For us we have some low creeks and when the carp are spawning, you cant see the water for the carp! sometimes you get a 2-fer, thats a fun one to reel in, esp when ones a carp and ones a GAR! I am happy this year they legalized bowfishing for cats! WHOOP!


----------



## BowSweet (Jun 9, 2008)

Lets see if I can get this photo thing right. 
1. my first fish!
2. My first 2-fer and a good pic of my setup... OG I miss that bow


----------



## r_strick9 (Jan 25, 2008)

Bow Sweet,
Nice catch! What kinda bow is that in that pic?


----------



## r_strick9 (Jan 25, 2008)

*MNarrowflinger*

MNarrowflinger,
Hey Girl those are some awesome fish:thumbs_up. What kinda set up ya got on your boat. We sold our garfishing boat (big mistake) but you know what they say hindsight is 20/20. Any way we are planning on rigging the new boat out differently so I was interested in your set up. Thanks for the info .


----------



## BowSweet (Jun 9, 2008)

Strick... its a Mathews BlackMax2. I was a real [email protected]$$ and sold it. I miss it immensely!


----------



## ktmangan (Jun 23, 2009)

MNArrowFlinger said:


> firechic & r_strick9 - Nice fish! Thanks for sharing pics. Anyone else have any to share???


Yes I have a few, but I get an error each time I try to post them.


----------



## Horses&Hunting (Oct 10, 2007)

Awesome pics guys. Can you bow fish for any type of fish or no? I love to fish for bass, northerns, walleye, pike. Can you bow fish for those types of fish? I wanna try it sound fun as all get out.


----------



## MNArrowFlinger (Jul 8, 2008)

ktmangan said:


> Yes I have a few, but I get an error each time I try to post them.


They might be too big - have you tried sizing them down?
If you email them to me I can post them for you.


----------



## MNArrowFlinger (Jul 8, 2008)

Horses&Hunting said:


> Awesome pics guys. Can you bow fish for any type of fish or no? I love to fish for bass, northerns, walleye, pike. Can you bow fish for those types of fish? I wanna try it sound fun as all get out.

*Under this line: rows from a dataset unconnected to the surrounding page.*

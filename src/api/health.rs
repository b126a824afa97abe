use axum::Json;
use serde_json::{Value, json};

#[utoipa::path(
    get,
    path = "/api/health",
    tag = "system",
    responses(
        (status = 200, description = "Service is healthy")
    )
)]
pub async fn health_check() -> Json<Value> {
    Json(json!({
        "status": "ok",
        "service": "negocios-crm",
        "version": env!("CARGO_PKG_VERSION")
    }))
}
use axum::{
    Json,
    extract::{Path, Query, State},
    http::StatusCode,
    response::IntoResponse,
};
use sea_orm::DatabaseConnection;
use serde_json::json;

use crate::auth::Claims;
use crate::domain::{DomainError, Permission};
use crate::services::producto_service::{self, LineaInput, ProductoFilter, ProductoInput};

pub async fn list_productos(
    State(db): State<DatabaseConnection>,
    claims: Claims,
    Query(filter): Query<ProductoFilter>,
) -> Result<impl IntoResponse, DomainError> {
    claims.require(Permission::ViewProducts)?;
    let productos = producto_service::list_productos(&db, filter).await?;
    Ok(Json(json!({ "productos": productos, "total": productos.len() })))
}

pub async fn get_producto(
    State(db): State<DatabaseConnection>,
    claims: Claims,
    Path(id): Path<i32>,
) -> Result<impl IntoResponse, DomainError> {
    claims.require(Permission::ViewProducts)?;
    Ok(Json(producto_service::find_producto(&db, id).await?))
}

pub async fn create_producto(
    State(db): State<DatabaseConnection>,
    claims: Claims,
    Json(payload): Json<ProductoInput>,
) -> Result<impl IntoResponse, DomainError> {
    claims.require(Permission::CreateProducts)?;
    let producto = producto_service::create_producto(&db, payload).await?;
    Ok((StatusCode::CREATED, Json(producto)))
}

pub async fn update_producto(
    State(db): State<DatabaseConnection>,
    claims: Claims,
    Path(id): Path<i32>,
    Json(payload): Json<ProductoInput>,
) -> Result<impl IntoResponse, DomainError> {
    claims.require(Permission::EditProducts)?;
    Ok(Json(producto_service::update_producto(&db, id, payload).await?))
}

// Soft delete: quote lines keep pointing at the product
pub async fn delete_producto(
    State(db): State<DatabaseConnection>,
    claims: Claims,
    Path(id): Path<i32>,
) -> Result<impl IntoResponse, DomainError> {
    claims.require(Permission::DeleteProducts)?;
    Ok(Json(producto_service::deactivate_producto(&db, id).await?))
}

pub async fn list_lineas(
    State(db): State<DatabaseConnection>,
    claims: Claims,
) -> Result<impl IntoResponse, DomainError> {
    claims.require(Permission::ViewProducts)?;
    Ok(Json(producto_service::list_lineas(&db).await?))
}

pub async fn create_linea(
    State(db): State<DatabaseConnection>,
    claims: Claims,
    Json(payload): Json<LineaInput>,
) -> Result<impl IntoResponse, DomainError> {
    claims.require(Permission::CreateProducts)?;
    let linea = producto_service::create_linea(&db, payload).await?;
    Ok((StatusCode::CREATED, Json(linea)))
}

pub async fn delete_linea(
    State(db): State<DatabaseConnection>,
    claims: Claims,
    Path(id): Path<i32>,
) -> Result<impl IntoResponse, DomainError> {
    claims.require(Permission::DeleteProducts)?;
    producto_service::delete_linea(&db, id).await?;
    Ok(StatusCode::NO_CONTENT)
}
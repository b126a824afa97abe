mod common;

use axum::body::Body;
use axum::http::{Request, StatusCode, header};
use common::{TestApp, body_json, json_request};
use negocios::domain::Role;
use serde_json::json;

#[tokio::test]
async fn test_missing_token_is_unauthorized() {
    let app = TestApp::new().await;

    let response = app.send(json_request("GET", "/api/negocios", None, None)).await;
    assert_eq!(response.status(), StatusCode::UNAUTHORIZED);
    let body = body_json(response).await;
    assert_eq!(body["error"], "Missing Authorization header");

    let response = app
        .send(json_request("GET", "/api/negocios", Some("garbage"), None))
        .await;
    assert_eq!(response.status(), StatusCode::UNAUTHORIZED);
}

#[tokio::test]
async fn test_user_role_cannot_mutate_products() {
    let app = TestApp::new().await;
    let (_, token) = app.login_as("ventas", Role::User).await;

    let response = app
        .send(json_request(
            "POST",
            "/api/productos",
            Some(&token),
            Some(json!({ "nombre": "Tótem", "precio_base": 1000.0 })),
        ))
        .await;
    assert_eq!(response.status(), StatusCode::FORBIDDEN);
    let body = body_json(response).await;
    assert!(body["error"].as_str().unwrap().contains("create_products"));

    // Reading the library is allowed
    let response = app
        .send(json_request("GET", "/api/productos", Some(&token), None))
        .await;
    assert_eq!(response.status(), StatusCode::OK);
}

#[tokio::test]
async fn test_user_role_cannot_run_maintenance() {
    let app = TestApp::new().await;
    let (_, token) = app.login_as("ventas", Role::User).await;

    let response = app
        .send(json_request(
            "POST",
            "/api/functions/business-state-maintenance",
            Some(&token),
            None,
        ))
        .await;
    assert_eq!(response.status(), StatusCode::FORBIDDEN);
}

#[tokio::test]
async fn test_get_negocio_not_found() {
    let app = TestApp::new().await;
    let (_, token) = app.login_as("admin", Role::Admin).await;

    let response = app
        .send(json_request("GET", "/api/negocios/999", Some(&token), None))
        .await;
    assert_eq!(response.status(), StatusCode::NOT_FOUND);
    let body = body_json(response).await;
    assert_eq!(body["error"], "Negocio 999 not found");

    let response = app
        .send(json_request(
            "PUT",
            "/api/presupuestos/999",
            Some(&token),
            Some(json!({ "nombre": "x" })),
        ))
        .await;
    assert_eq!(response.status(), StatusCode::NOT_FOUND);
}

#[tokio::test]
async fn test_validation_errors_are_bad_request() {
    let app = TestApp::new().await;
    let (_, token) = app.login_as("admin", Role::Admin).await;

    let response = app
        .send(json_request(
            "POST",
            "/api/empresas",
            Some(&token),
            Some(json!({ "nombre": "Eventos SpA", "email": "no-es-correo" })),
        ))
        .await;
    assert_eq!(response.status(), StatusCode::BAD_REQUEST);

    let response = app
        .send(json_request(
            "POST",
            "/api/calculators/accreditation",
            Some(&token),
            Some(json!({
                "attendees": 100,
                "manualPercentage": 50.0,
                "expressQrPercentage": 50.0,
                "manualCapacity": 0,
                "expressQrCapacity": 95,
                "accreditorCost": 1.0,
                "supervisorCost": 1.0
            })),
        ))
        .await;
    assert_eq!(response.status(), StatusCode::BAD_REQUEST);
}

#[tokio::test]
async fn test_functions_reject_wrong_method_with_json() {
    let app = TestApp::new().await;

    for (method, uri) in [
        ("GET", "/api/functions/business-state-maintenance"),
        ("POST", "/api/functions/hubspot-pipelines"),
        ("DELETE", "/api/functions/upload-brand-logo"),
    ] {
        let response = app.send(json_request(method, uri, None, None)).await;
        assert_eq!(response.status(), StatusCode::METHOD_NOT_ALLOWED, "{method} {uri}");
        let body = body_json(response).await;
        assert_eq!(body["error"], "Method not allowed");
    }
}

#[tokio::test]
async fn test_cors_headers_on_responses_and_preflight() {
    let app = TestApp::new().await;

    let req = Request::builder()
        .method("GET")
        .uri("/api/health")
        .header(header::ORIGIN, "http://localhost:5173")
        .body(Body::empty())
        .unwrap();
    let response = app.send(req).await;
    assert_eq!(response.status(), StatusCode::OK);
    assert_eq!(
        response.headers()[header::ACCESS_CONTROL_ALLOW_ORIGIN],
        "*"
    );

    let preflight = Request::builder()
        .method("OPTIONS")
        .uri("/api/functions/upload-brand-logo")
        .header(header::ORIGIN, "http://localhost:5173")
        .header(header::ACCESS_CONTROL_REQUEST_METHOD, "POST")
        .body(Body::empty())
        .unwrap();
    let response = app.send(preflight).await;
    assert_eq!(response.status(), StatusCode::OK);
    assert!(
        response
            .headers()
            .contains_key(header::ACCESS_CONTROL_ALLOW_METHODS)
    );
}

#[tokio::test]
async fn test_register_only_while_empty() {
    let app = TestApp::new().await;
    let credentials = json!({ "username": "Admin", "password": "muy-secreta" });

    let response = app
        .send(json_request("POST", "/api/auth/register", None, Some(credentials.clone())))
        .await;
    assert_eq!(response.status(), StatusCode::CREATED);
    let body = body_json(response).await;
    assert_eq!(body["user"]["role"], "admin");
    assert!(body["token"].as_str().is_some());

    let response = app
        .send(json_request("POST", "/api/auth/register", None, Some(credentials)))
        .await;
    assert_eq!(response.status(), StatusCode::FORBIDDEN);

    let response = app
        .send(json_request(
            "POST",
            "/api/auth/login",
            None,
            Some(json!({ "username": "admin", "password": "wrong" })),
        ))
        .await;
    assert_eq!(response.status(), StatusCode::UNAUTHORIZED);
}

#[tokio::test]
async fn test_contact_in_use_cannot_be_deleted() {
    let app = TestApp::new().await;
    let (_, token) = app.login_as("admin", Role::Admin).await;

    let contacto = body_json(
        app.send(json_request(
            "POST",
            "/api/contactos",
            Some(&token),
            Some(json!({ "nombre": "Ana" })),
        ))
        .await,
    )
    .await;

    let response = app
        .send(json_request(
            "POST",
            "/api/negocios",
            Some(&token),
            Some(json!({ "contacto_id": contacto["id"], "evento_nombre": "Expo" })),
        ))
        .await;
    assert_eq!(response.status(), StatusCode::CREATED);

    let response = app
        .send(json_request(
            "DELETE",
            &format!("/api/contactos/{}", contacto["id"]),
            Some(&token),
            None,
        ))
        .await;
    assert_eq!(response.status(), StatusCode::CONFLICT);
}

#[tokio::test]
async fn test_non_numeric_deal_id_is_rejected() {
    let app = TestApp::new().await;
    let (_, token) = app.login_as("admin", Role::Admin).await;

    let contacto = body_json(
        app.send(json_request(
            "POST",
            "/api/contactos",
            Some(&token),
            Some(json!({ "nombre": "Ana" })),
        ))
        .await,
    )
    .await;

    let response = app
        .send(json_request(
            "POST",
            "/api/negocios",
            Some(&token),
            Some(json!({
                "contacto_id": contacto["id"],
                "evento_nombre": "Expo",
                "hubspot_deal_id": "1/../2"
            })),
        ))
        .await;
    assert_eq!(response.status(), StatusCode::BAD_REQUEST);
    let body = body_json(response).await;
    assert!(body["error"].as_str().unwrap().contains("hubspot_deal_id"));
}
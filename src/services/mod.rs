//! Services Layer
//!
//! This module contains the business logic behind the HTTP handlers.
//! Handlers stay thin: parse, check permissions, call a service, map errors.

pub mod brand_service;
pub mod budget_terms_service;
pub mod contacto_service;
pub mod dashboard_service;
pub mod empresa_service;
pub mod hubspot_config_service;
pub mod maintenance_service;
pub mod negocio_service;
pub mod numbering;
pub mod presupuesto_service;
pub mod producto_service;
pub mod user_service;

use chrono::{SecondsFormat, Utc};

/// Fixed-width UTC timestamp, so stored values sort lexicographically.
pub fn now_timestamp() -> String {
    Utc::now().to_rfc3339_opts(SecondsFormat::Micros, true)
}

/// Trim an optional text field, mapping blank to `None`.
pub(crate) fn clean(value: Option<String>) -> Option<String> {
    value
        .map(|v| v.trim().to_string())
        .filter(|v| !v.is_empty())
}
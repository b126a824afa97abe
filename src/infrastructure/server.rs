// Server module - builds the HTTP router and runs it
// Used by main.rs and by the integration tests

use axum::Router;
use axum::http::HeaderValue;
use std::net::SocketAddr;
use tower_http::cors::{Any, CorsLayer};
use tower_http::services::ServeDir;
use tower_http::trace::TraceLayer;
use utoipa::OpenApi;
use utoipa_swagger_ui::SwaggerUi;

use crate::api;
use crate::api_docs::ApiDoc;
use crate::infrastructure::AppState;

/// CORS from the configured origins; an empty list allows any origin.
pub fn cors_layer(origins: &[String]) -> CorsLayer {
    let cors = CorsLayer::new().allow_methods(Any).allow_headers(Any);

    let parsed: Vec<HeaderValue> = origins
        .iter()
        .filter_map(|origin| match origin.parse::<HeaderValue>() {
            Ok(value) => Some(value),
            Err(e) => {
                tracing::error!("Ignoring invalid CORS origin '{}': {}", origin, e);
                None
            }
        })
        .collect();

    if parsed.is_empty() {
        cors.allow_origin(Any)
    } else {
        tracing::info!("CORS restricted to {} origin(s)", parsed.len());
        cors.allow_origin(parsed)
    }
}

/// Build the full application router: API, uploaded files and Swagger UI
pub fn build_router(state: AppState) -> Router {
    let cors = cors_layer(&state.config.cors_allowed_origins);
    let uploads = ServeDir::new(&state.config.upload_dir);

    Router::new()
        .nest("/api", api::api_router(state))
        .nest_service("/uploads", uploads)
        .merge(SwaggerUi::new("/api/docs").url("/api-docs/openapi.json", ApiDoc::openapi()))
        .layer(cors)
        .layer(TraceLayer::new_for_http())
}

/// Bind and serve until the process exits
pub async fn start_server(state: AppState) -> Result<(), String> {
    let addr = SocketAddr::from(([0, 0, 0, 0], state.config.port));
    let app = build_router(state);

    let listener = tokio::net::TcpListener::bind(addr)
        .await
        .map_err(|e| format!("Failed to bind to {}: {}", addr, e))?;

    tracing::info!("Server running on http://{}", addr);
    tracing::info!("Swagger UI available at http://{}/api/docs", addr);

    axum::serve(listener, app)
        .await
        .map_err(|e| format!("HTTP server error: {}", e))
}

Each state is different, so check your regulations 1st. In MN you can ONLY shoot rough fish - bowfin/dogfish, carp, buffalo, gar, suckers, etc.


----------



## MNArrowFlinger (Jul 8, 2008)

This is the only picture I have at the computer I'm on now. We have a video tower that attaches to the front platform for filming purposes - obviously it's not on in this pic. We also have a removable back platform that's similar to the front, but is about a foot higher. We only use the back platform when we have more than 4 people with. 
A lot of people that bowfish down south have fans on their boats; here in MN it's not legal.


----------



## FarmGirl7 (Aug 3, 2007)

MNArrowFlinger said:


> A use my old bowhunting bow - its a Mathews Mustang. I shoot fingers w/no gloves on my string. I have an AMS retreiver. I shoot Cajun Archery yellowjacket arrows w/a safety slide and Piranha tips. For polarized glasses I use H3O.
> 
> For those that are interested in trying it... you DON"T need a fancy bow! A lot of people will buy one at a gargage/auction sale & have a basic setup. The bows usually do get beat up pretty good.


thx:thumbs_up lookin' to get started next spring/summer. never too early to start thinking about it. Looks like a lot of fun!


----------